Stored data
--- --- ---

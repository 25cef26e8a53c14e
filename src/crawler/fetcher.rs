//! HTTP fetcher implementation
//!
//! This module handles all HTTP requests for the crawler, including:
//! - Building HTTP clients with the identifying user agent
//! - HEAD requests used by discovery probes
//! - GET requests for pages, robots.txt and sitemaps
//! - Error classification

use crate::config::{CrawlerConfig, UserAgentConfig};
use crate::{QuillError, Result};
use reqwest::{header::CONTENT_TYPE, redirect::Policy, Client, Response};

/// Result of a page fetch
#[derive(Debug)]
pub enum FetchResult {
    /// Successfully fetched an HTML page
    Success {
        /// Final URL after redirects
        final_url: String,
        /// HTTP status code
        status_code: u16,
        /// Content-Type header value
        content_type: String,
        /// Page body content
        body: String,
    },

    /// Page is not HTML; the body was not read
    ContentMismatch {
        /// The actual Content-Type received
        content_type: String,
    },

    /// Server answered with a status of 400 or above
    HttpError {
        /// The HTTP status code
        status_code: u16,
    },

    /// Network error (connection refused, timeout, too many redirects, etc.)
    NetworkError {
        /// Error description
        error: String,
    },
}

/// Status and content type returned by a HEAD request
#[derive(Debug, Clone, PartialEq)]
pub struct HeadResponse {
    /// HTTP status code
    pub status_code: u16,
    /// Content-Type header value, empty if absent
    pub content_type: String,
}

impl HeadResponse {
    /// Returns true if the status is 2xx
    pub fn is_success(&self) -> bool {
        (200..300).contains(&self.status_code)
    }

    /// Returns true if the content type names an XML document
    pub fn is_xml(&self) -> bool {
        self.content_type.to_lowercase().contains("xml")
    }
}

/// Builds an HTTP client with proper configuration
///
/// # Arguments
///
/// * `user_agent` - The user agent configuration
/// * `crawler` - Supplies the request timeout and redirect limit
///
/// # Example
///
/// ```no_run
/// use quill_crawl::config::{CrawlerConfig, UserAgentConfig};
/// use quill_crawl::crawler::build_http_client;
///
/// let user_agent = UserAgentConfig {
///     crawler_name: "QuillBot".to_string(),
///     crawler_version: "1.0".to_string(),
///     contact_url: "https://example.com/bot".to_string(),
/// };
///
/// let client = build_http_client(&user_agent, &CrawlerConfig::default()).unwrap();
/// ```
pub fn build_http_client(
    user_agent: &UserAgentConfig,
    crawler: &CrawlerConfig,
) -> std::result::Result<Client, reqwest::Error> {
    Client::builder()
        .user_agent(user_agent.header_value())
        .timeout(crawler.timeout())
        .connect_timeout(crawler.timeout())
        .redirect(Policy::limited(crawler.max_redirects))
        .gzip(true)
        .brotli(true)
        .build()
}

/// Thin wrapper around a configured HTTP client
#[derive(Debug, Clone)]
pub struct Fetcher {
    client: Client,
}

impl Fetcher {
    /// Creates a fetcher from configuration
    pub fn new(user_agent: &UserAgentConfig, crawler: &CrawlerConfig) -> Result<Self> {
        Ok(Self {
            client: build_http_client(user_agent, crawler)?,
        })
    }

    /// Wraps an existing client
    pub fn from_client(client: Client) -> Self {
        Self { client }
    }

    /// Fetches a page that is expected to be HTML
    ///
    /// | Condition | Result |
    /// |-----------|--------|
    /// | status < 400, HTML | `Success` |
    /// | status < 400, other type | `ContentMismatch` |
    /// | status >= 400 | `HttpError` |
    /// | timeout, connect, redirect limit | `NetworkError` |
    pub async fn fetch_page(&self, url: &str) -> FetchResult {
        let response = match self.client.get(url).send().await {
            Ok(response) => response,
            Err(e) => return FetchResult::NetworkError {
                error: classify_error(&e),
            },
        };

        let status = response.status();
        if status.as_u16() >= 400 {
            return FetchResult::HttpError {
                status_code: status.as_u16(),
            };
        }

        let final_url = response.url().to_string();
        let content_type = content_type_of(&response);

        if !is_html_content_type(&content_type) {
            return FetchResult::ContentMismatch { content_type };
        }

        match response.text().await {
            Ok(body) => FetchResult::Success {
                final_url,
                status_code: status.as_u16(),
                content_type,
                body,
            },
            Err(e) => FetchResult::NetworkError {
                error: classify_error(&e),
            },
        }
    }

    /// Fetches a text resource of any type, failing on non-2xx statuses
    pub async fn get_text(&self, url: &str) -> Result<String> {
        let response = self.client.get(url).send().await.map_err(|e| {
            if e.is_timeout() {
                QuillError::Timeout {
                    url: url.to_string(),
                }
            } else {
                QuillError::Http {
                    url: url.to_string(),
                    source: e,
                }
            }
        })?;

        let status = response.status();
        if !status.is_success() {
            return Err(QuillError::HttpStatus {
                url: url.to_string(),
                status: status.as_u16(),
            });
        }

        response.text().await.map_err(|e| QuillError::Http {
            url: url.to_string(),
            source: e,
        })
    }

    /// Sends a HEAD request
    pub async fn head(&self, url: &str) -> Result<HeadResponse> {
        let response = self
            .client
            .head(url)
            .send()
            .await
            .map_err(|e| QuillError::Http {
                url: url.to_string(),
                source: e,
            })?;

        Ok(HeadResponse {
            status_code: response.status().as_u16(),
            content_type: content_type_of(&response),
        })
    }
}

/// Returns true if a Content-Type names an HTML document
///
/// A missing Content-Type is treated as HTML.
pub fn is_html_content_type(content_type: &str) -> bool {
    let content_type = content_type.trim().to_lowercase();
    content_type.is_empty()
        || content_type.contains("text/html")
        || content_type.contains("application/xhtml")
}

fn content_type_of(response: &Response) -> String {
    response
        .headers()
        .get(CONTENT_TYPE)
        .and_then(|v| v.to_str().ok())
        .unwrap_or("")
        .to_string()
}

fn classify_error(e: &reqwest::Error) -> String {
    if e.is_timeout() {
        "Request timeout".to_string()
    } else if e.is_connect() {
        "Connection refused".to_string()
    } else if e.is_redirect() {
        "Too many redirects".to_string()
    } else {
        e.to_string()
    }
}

--- --- ---

▶ [Task description] Return all entries exactly.

▶ [Task response]
repository 25cef26e8a53c14e
filename src/crawler/fetcher.rs
//! HTTP fetcher implementation
//!
//! This module handles all HTTP requests for the crawler, including:
//! - Building HTTP clients with the identifying user agent
//! - HEAD requests used by discovery probes
//! - GET requests for pages, robots.txt and sitemaps
//! - Error classification

use crate::config::{CrawlerConfig, UserAgentConfig};
use crate::{QuillError, Result};
use reqwest::{header::CONTENT_TYPE, redirect::Policy, Client, Response};

/// Result of a page fetch
#[derive(Debug)]
pub enum FetchResult {
    /// Successfully fetched an HTML page
    Success {
        /// Final URL after redirects
        final_url: String,
        /// HTTP status code
        status_code: u16,
        /// Content-Type header value
        content_type: String,
        /// Page body content
        body: String,
    },

    /// Page is not HTML; the body was not read
    ContentMismatch {
        /// The actual Content-Type received
        content_type: String,
    },

    /// Server answered with a status of 400 or above
    HttpError {
        /// The HTTP status code
        status_code: u16,
    },

    /// Network error (connection refused, timeout, too many redirects, etc.)
    NetworkError {
        /// Error description
        error: String,
    },
}

/// Status and content type returned by a HEAD request
#[derive(Debug, Clone, PartialEq)]
pub struct HeadResponse {
    /// HTTP status code
    pub status_code: u16,
    /// Content-Type header value, empty if absent
    pub content_type: String,
}

impl HeadResponse {
    /// Returns true if the status is 2xx
    pub fn is_success(&self) -> bool {
        (200..300).contains(&self.status_code)
    }

    /// Returns true if the content type names an XML document
    pub fn is_xml(&self) -> bool {
        self.content_type.to_lowercase().contains("xml")
    }
}

/// Builds an HTTP client with proper configuration
///
/// # Arguments
///
/// * `user_agent` - The user agent configuration
/// * `crawler` - Supplies the request timeout and redirect limit
///
/// # Example
///
/// ```no_run
/// use quill_crawl::config::{CrawlerConfig, UserAgentConfig};
/// use quill_crawl::crawler::build_http_client;
///
/// let user_agent = UserAgentConfig {
///     crawler_name: "QuillBot".to_string(),
///     crawler_version: "1.0".to_string(),
///     contact_url: "https://example.com/bot".to_string(),
/// };
///
/// let client = build_http_client(&user_agent, &CrawlerConfig::default()).unwrap();
/// ```
pub fn build_http_client(
    user_agent: &UserAgentConfig,
    crawler: &CrawlerConfig,
) -> std::result::Result<Client, reqwest::Error> {
    Client::builder()
        .user_agent(user_agent.header_value())
        .timeout(crawler.timeout())
        .connect_timeout(crawler.timeout())
        .redirect(Policy::limited(crawler.max_redirects))
        .gzip(true)
        .brotli(true)
        .build()
}

/// Thin wrapper around a configured HTTP client
#[derive(Debug, Clone)]
pub struct Fetcher {
    client: Client,
}

impl Fetcher {
    /// Creates a fetcher from configuration
    pub fn new(user_agent: &UserAgentConfig, crawler: &CrawlerConfig) -> Result<Self> {
        Ok(Self {
            client: build_http_client(user_agent, crawler)?,
        })
    }

    /// Wraps an existing client
    pub fn from_client(client: Client) -> Self {
        Self { client }
    }

    /// Fetches a page that is expected to be HTML
    ///
    /// | Condition | Result |
    /// |-----------|--------|
    /// | status < 400, HTML | `Success` |
    /// | status < 400, other type | `ContentMismatch` |
    /// | status >= 400 | `HttpError` |
    /// | timeout, connect, redirect limit | `NetworkError` |
    pub async fn fetch_page(&self, url: &str) -> FetchResult {
        let response = match self.client.get(url).send().await {
            Ok(response) => response,
            Err(e) => return FetchResult::NetworkError {
                error: classify_error(&e),
            },
        };

        let status = response.status();
        if status.as_u16() >= 400 {
            return FetchResult::HttpError {
                status_code: status.as_u16(),
            };
        }

        let final_url = response.url().to_string();
        let content_type = content_type_of(&response);

        if !is_html_content_type(&content_type) {
            return FetchResult::ContentMismatch { content_type };
        }

        match response.text().await {
            Ok(body) => FetchResult::Success {
                final_url,
                status_code: status.as_u16(),
                content_type,
                body,
            },
            Err(e) => FetchResult::NetworkError {
                error: classify_error(&e),
            },
        }
    }

    /// Fetches a text resource of any type, failing on non-2xx statuses
    pub async fn get_text(&self, url: &str) -> Result<String> {
        let response = self.client.get(url).send().await.map_err(|e| {
            if e.is_timeout() {
                QuillError::Timeout {
                    url: url.to_string(),
                }
            } else {
                QuillError::Http {
                    url: url.to_string(),
                    source: e,
                }
            }
        })?;

        let status = response.status();
        if !status.is_success() {
            return Err(QuillError::HttpStatus {
                url: url.to_string(),
                status: status.as_u16(),
            });
        }

        response.text().await.map_err(|e| QuillError::Http {
            url: url.to_string(),
            source: e,
        })
    }

    /// Sends a HEAD request
    pub async fn head(&self, url: &str) -> Result<HeadResponse> {
        let response = self
            .client
            .head(url)
            .send()
            .await
            .map_err(|e| QuillError::Http {
                url: url.to_string(),
                source: e,
            })?;

        Ok(HeadResponse {
            status_code: response.status().as_u16(),
            content_type: content_type_of(&response),
        })
    }
}

/// Returns true if a Content-Type names an HTML document
///
/// A missing Content-Type is treated as HTML.
pub fn is_html_content_type(content_type: &str) -> bool {
    let content_type = content_type.trim().to_lowercase();
    content_type.is_empty()
        || content_type.contains("text/html")
        || content_type.contains("application/xhtml")
}

fn content_type_of(response: &Response) -> String {
    response
        .headers()
        .get(CONTENT_TYPE)
        .and_then(|v| v.to_str().ok())
        .unwrap_or("")
        .to_string()
}

fn classify_error(e: &reqwest::Error) -> String {
    if e.is_timeout() {
        "Request timeout".to_string()
    } else if e.is_connect() {
        "Connection refused".to_string()
    } else if e.is_redirect() {
        "Too many redirects".to_string()
    } else {
        e.to_string()
    }
}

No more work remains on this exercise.